Fusion of liposomes incorporating α-linolenic acid with the cell plasma membrane is site-restricted

Abstract

This study assesses the interactions of liposomes incorporating unsaturated cis-9,12,15-octadecatrienoic acid (α-linolenic acid) with model and cell membranes. The liposome–cell membrane interactions that initiate a membrane fusion process may enable a direct cytoplasmic delivery of liposomal cargo. Experimental results confirm the incorporation of α-linolenic acid (αLA) into, and a consequent concentration-dependent increase in the fluidity of, the liposomal lipid bilayer, as demonstrated by ¹H-NMR spectroscopy and a laurdan emission assay, respectively. On mixing with simple membrane-model liposomes, Förster Resonance Energy Transfer (FRET) analysis of embedded donor–acceptor pairs reveals a reduction in the FRET ratio, indicative of structural alterations in the lipid bilayer and a membrane fusion of αLA containing liposomes, not observed for their non-αLA counterparts. Following application to cells in vitro a reduction in the FRET ratio was seen for both αLA-containing and non-αLA liposomes, implying changes in the liposomal lipid bilayer in both systems. However, confocal microscopy and Pearson's correlation coefficient analysis reveal a crucial difference: αLA containing liposomes preferentially localize at the cell plasma membrane, whereas their non-αLA counterparts predominantly exhibit intracellular localisation.

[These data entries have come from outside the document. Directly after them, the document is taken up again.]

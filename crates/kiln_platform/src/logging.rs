/// Installs the logger for the current target: `env_logger` with an `info`
/// default on native builds, the browser console on the web. Safe to call twice.
#[cfg(not(target_arch = "wasm32"))]
pub fn init_logging() {
    let _ = env_logger::Builder::from_env(env_logger::Env::default().default_filter_or("info"))
        .try_init();
}

#[cfg(target_arch = "wasm32")]
pub fn init_logging() {
    console_error_panic_hook::set_once();
    if log::set_logger(&console::LOGGER).is_ok() {
        log::set_max_level(log::LevelFilter::Info);
    }
}

#[cfg(target_arch = "wasm32")]
mod console {
    use wasm_bindgen::JsValue;

    pub(super) static LOGGER: ConsoleLogger = ConsoleLogger;

    pub(super) struct ConsoleLogger;

    impl log::Log for ConsoleLogger {
        fn enabled(&self, metadata: &log::Metadata) -> bool {
            metadata.level() <= log::max_level()
        }

        fn log(&self, record: &log::Record) {
            if !self.enabled(record.metadata()) {
                return;
            }
            let line = JsValue::from_str(&format!(
                "[{} {}] {}",
                record.level(),
                record.target(),
                record.args()
            ));
            match record.level() {
                log::Level::Error => web_sys::console::error_1(&line),
                log::Level::Warn => web_sys::console::warn_1(&line),
                _ => web_sys::console::log_1(&line),
            }
        }

        fn flush(&self) {}
    }
}
//! Backend-independent pieces of the kiln platform layer: math types, the
//! per-frame event queue, key state, cursor shapes and frame timing.

pub mod cursor;
pub mod event;
pub mod input;
pub mod math;
pub mod time;

pub use cursor::Cursor;
pub use event::{Event, EventQueue, MouseButton, MAX_EVENTS_PER_FRAME, MAX_EVENT_CAPACITY};
pub use input::{Key, KeyState, TOTAL_KEYS};
pub use time::FrameClock;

Notably, cell membrane-associated fluorescence appears punctate and heterogeneously distributed, suggesting that αLA-liposome fusion with the cell membrane does not lead to a homogeneous mixing of lipid membrane/dye lateral diffusion but that, for the system and conditions tested, the liposome fusion is a site-restricted process. Observations in this study are critical in the design of drug delivery systems capable of achieving direct cytoplasmic delivery of active compounds to potentially overcome a current bottleneck in effective cytosolic drug delivery.